Records excerpted from a collection:
——————
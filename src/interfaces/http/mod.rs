pub mod page;
pub mod upload;

use actix_cors::Cors;
use actix_web::{dev::Server, get, post, web, App, HttpResponse, HttpServer, Responder};
use serde::Serialize;
use tracing::{error, info_span, Instrument, Span};
use uuid::Uuid;

use crate::application::SessionHandler;
use crate::domain::config::AppConfig;
use crate::domain::error::ParseError;
use crate::domain::upload::UploadedFile;
use crate::domain::views::RenderModel;

use self::page::render_page;
use self::upload::{accept_upload, InspectRequest, InteractionForm};

pub struct HttpState {
    pub handler: SessionHandler,
    pub max_upload_bytes: usize,
}

impl HttpState {
    pub fn from_config(config: &AppConfig) -> Self {
        Self {
            handler: SessionHandler::from_config(config),
            max_upload_bytes: config.max_upload_bytes,
        }
    }
}

#[derive(Serialize)]
struct HealthResponse {
    status: &'static str,
}

/// Result of one evaluated interaction, with the upload handed back for re-rendering
struct Interaction {
    model: RenderModel,
    upload: Option<UploadedFile>,
}

#[get("/")]
async fn index(data: web::Data<HttpState>) -> impl Responder {
    let model = data.handler.handle(None, false);
    html(render_page(&model, None))
}

#[post("/")]
async fn interact(data: web::Data<HttpState>, form: web::Form<InteractionForm>) -> HttpResponse {
    let form = form.into_inner();
    let show_full_table = form.show_full_table();
    let span = info_span!("interaction", id = %Uuid::new_v4(), surface = "page");

    let accepted = accept_upload(
        form.file_name.as_deref(),
        form.file_data.as_deref(),
        data.max_upload_bytes,
    );

    match evaluate(data, form.file_name, accepted, show_full_table)
        .instrument(span)
        .await
    {
        Ok(interaction) => html(render_page(&interaction.model, interaction.upload.as_ref())),
        Err(response) => response,
    }
}

#[post("/inspect")]
async fn inspect(data: web::Data<HttpState>, req: web::Json<InspectRequest>) -> HttpResponse {
    let req = req.into_inner();
    let span = info_span!("interaction", id = %Uuid::new_v4(), surface = "api");

    let accepted = accept_upload(
        req.file_name.as_deref(),
        req.file_data.as_deref(),
        data.max_upload_bytes,
    );

    match evaluate(data, req.file_name, accepted, req.show_full)
        .instrument(span)
        .await
    {
        Ok(interaction) => HttpResponse::Ok().json(interaction.model),
        Err(response) => response,
    }
}

#[get("/health")]
async fn health() -> impl Responder {
    HttpResponse::Ok().json(HealthResponse { status: "ok" })
}

/// Run the session handler for one interaction.
///
/// Parsing happens on the blocking pool; the request still waits for it to finish.
async fn evaluate(
    data: web::Data<HttpState>,
    file_name: Option<String>,
    accepted: Result<Option<UploadedFile>, ParseError>,
    show_full_table: bool,
) -> Result<Interaction, HttpResponse> {
    let upload = match accepted {
        Ok(upload) => upload,
        Err(err) => {
            return Ok(Interaction {
                model: data.handler.reject(file_name, &err),
                upload: None,
            })
        }
    };

    let span = Span::current();
    tokio::task::spawn_blocking(move || {
        span.in_scope(|| {
            let model = data.handler.handle(upload.as_ref(), show_full_table);
            Interaction { model, upload }
        })
    })
    .await
    .map_err(|err| {
        error!(error = %err, "Interaction worker failed");
        HttpResponse::InternalServerError().body("Failed to process the upload")
    })
}

fn html(body: String) -> HttpResponse {
    HttpResponse::Ok()
        .content_type("text/html; charset=utf-8")
        .body(body)
}

/// Request body limit: base64 inflates uploads by 4/3, plus room for the other fields
pub fn payload_limit(max_upload_bytes: usize) -> usize {
    (max_upload_bytes / 3 + 1)
        .saturating_mul(4)
        .saturating_add(64 * 1024)
}

pub fn routes(cfg: &mut web::ServiceConfig) {
    cfg.service(index).service(interact).service(
        web::scope("/api")
            .wrap(Cors::permissive()) // Allow all origins for local tool
            .service(inspect)
            .service(health),
    );
}

pub fn start_server(config: &AppConfig) -> std::io::Result<Server> {
    let state = web::Data::new(HttpState::from_config(config));
    let limit = payload_limit(config.max_upload_bytes);

    let server = HttpServer::new(move || {
        App::new()
            .app_data(state.clone())
            .app_data(web::FormConfig::default().limit(limit))
            .app_data(web::JsonConfig::default().limit(limit))
            .configure(routes)
    })
    .bind((config.host.as_str(), config.port))?
    .run();

    Ok(server)
}

#[cfg(test)]
mod tests {
    use super::*;
    use actix_web::{http::StatusCode, test as actix_test};

    use super::upload::encode_payload;

    macro_rules! viewer_app {
        () => {
            actix_test::init_service(
                App::new()
                    .app_data(web::Data::new(HttpState::from_config(&AppConfig::default())))
                    .app_data(web::FormConfig::default().limit(payload_limit(1024 * 1024)))
                    .configure(routes),
            )
            .await
        };
    }

    #[actix_web::test]
    async fn test_index_prompts_for_upload() {
        let app = viewer_app!();
        let req = actix_test::TestRequest::get().uri("/").to_request();
        let resp = actix_test::call_service(&app, req).await;

        assert_eq!(resp.status(), StatusCode::OK);
        let body = actix_test::read_body(resp).await;
        let html = String::from_utf8(body.to_vec()).unwrap();
        assert!(html.contains("Please upload a CSV file to get started."));
    }

    #[actix_web::test]
    async fn test_post_valid_upload() {
        let app = viewer_app!();
        let payload = encode_payload(b"a,b\n1,2\n3,4\n");
        let req = actix_test::TestRequest::post()
            .uri("/")
            .set_form([
                ("file_name", "data.csv"),
                ("file_data", payload.as_str()),
                ("show_full", "on"),
            ])
            .to_request();

        let body = actix_test::call_and_read_body(&app, req).await;
        let html = String::from_utf8(body.to_vec()).unwrap();
        assert!(html.contains("CSV file loaded successfully!"));
        assert!(html.contains("<h2>Full DataFrame:</h2>"));
    }

    #[actix_web::test]
    async fn test_post_without_file_is_prompt() {
        let app = viewer_app!();
        let req = actix_test::TestRequest::post()
            .uri("/")
            .set_form([("show_full", "on")])
            .to_request();

        let body = actix_test::call_and_read_body(&app, req).await;
        let html = String::from_utf8(body.to_vec()).unwrap();
        assert!(html.contains("Please upload a CSV file to get started."));
        assert!(!html.contains("An error occurred"));
    }

    #[actix_web::test]
    async fn test_post_rejected_extension() {
        let app = viewer_app!();
        let req = actix_test::TestRequest::post()
            .uri("/")
            .set_form([("file_name", "notes.txt"), ("file_data", "")])
            .to_request();

        let body = actix_test::call_and_read_body(&app, req).await;
        let html = String::from_utf8(body.to_vec()).unwrap();
        assert!(html.contains("only .csv files are accepted"));
        assert!(!html.contains("Data Preview"));
    }

    #[actix_web::test]
    async fn test_api_inspect_returns_render_model() {
        let app = viewer_app!();
        let req = actix_test::TestRequest::post()
            .uri("/api/inspect")
            .set_json(serde_json::json!({
                "file_name": "data.csv",
                "file_data": encode_payload(b"a,b\n1,2\n3,4\n"),
                "show_full": false
            }))
            .to_request();

        let json: serde_json::Value = actix_test::call_and_read_body_json(&app, req).await;
        assert_eq!(json["state"], "file_provided_and_valid");
        assert_eq!(json["report"]["preview"]["columns"], serde_json::json!(["a", "b"]));
        assert_eq!(json["report"]["statistics"]["kind"], "numeric");
        assert_eq!(json["report"]["statistics"]["columns"][1]["max"], 4.0);
        assert!(json["report"]["full_table"].is_null());
    }

    #[actix_web::test]
    async fn test_api_inspect_reports_parse_failure() {
        let app = viewer_app!();
        let req = actix_test::TestRequest::post()
            .uri("/api/inspect")
            .set_json(serde_json::json!({
                "file_name": "broken.csv",
                "file_data": encode_payload(b"a,b\n1,2\n3,4,5\n"),
            }))
            .to_request();

        let json: serde_json::Value = actix_test::call_and_read_body_json(&app, req).await;
        assert_eq!(json["state"], "file_provided_and_invalid");
        assert_eq!(json["file_name"], "broken.csv");
        assert!(json["error"]["message"]
            .as_str()
            .unwrap()
            .contains("found record with 3 fields"));
        assert!(json.get("report").is_none());
    }

    #[actix_web::test]
    async fn test_health() {
        let app = viewer_app!();
        let req = actix_test::TestRequest::get().uri("/api/health").to_request();
        let json: serde_json::Value = actix_test::call_and_read_body_json(&app, req).await;
        assert_eq!(json["status"], "ok");
    }

    #[test]
    fn test_payload_limit_covers_base64() {
        assert!(payload_limit(3000) >= 4000);
        assert_eq!(payload_limit(usize::MAX), usize::MAX);
    }
}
——————
Please reproduce exactly the lines from the first one of the records above through the line containing "use crate::application::SessionHandler;", both included, and nothing else.

filename src/interfaces/http/mod.rs
pub mod page;
pub mod upload;

use actix_cors::Cors;
use actix_web::{dev::Server, get, post, web, App, HttpResponse, HttpServer, Responder};
use serde::Serialize;
use tracing::{error, info_span, Instrument, Span};
use uuid::Uuid;

use crate::application::SessionHandler;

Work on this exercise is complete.